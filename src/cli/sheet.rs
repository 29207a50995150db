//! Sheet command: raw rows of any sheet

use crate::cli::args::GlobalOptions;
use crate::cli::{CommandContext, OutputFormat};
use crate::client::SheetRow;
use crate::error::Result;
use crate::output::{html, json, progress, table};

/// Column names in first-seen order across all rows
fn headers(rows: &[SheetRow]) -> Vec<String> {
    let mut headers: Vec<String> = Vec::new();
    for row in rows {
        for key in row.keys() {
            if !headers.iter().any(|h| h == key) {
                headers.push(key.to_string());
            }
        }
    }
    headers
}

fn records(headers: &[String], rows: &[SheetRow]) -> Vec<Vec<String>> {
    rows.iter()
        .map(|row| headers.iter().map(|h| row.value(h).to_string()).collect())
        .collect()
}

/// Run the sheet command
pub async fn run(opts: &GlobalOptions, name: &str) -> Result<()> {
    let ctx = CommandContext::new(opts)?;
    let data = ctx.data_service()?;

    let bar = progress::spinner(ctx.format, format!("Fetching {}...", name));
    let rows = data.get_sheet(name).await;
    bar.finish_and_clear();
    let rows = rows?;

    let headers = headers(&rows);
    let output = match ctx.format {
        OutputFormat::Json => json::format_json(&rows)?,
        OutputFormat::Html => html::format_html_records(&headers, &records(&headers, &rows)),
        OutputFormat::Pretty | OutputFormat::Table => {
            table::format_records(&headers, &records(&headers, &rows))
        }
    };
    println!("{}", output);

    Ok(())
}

◇ ◇ ◇ ◇

◆ Your goal:
How many lines in the records hold the string "data"? Answer with only that number.

◆ Answer:
2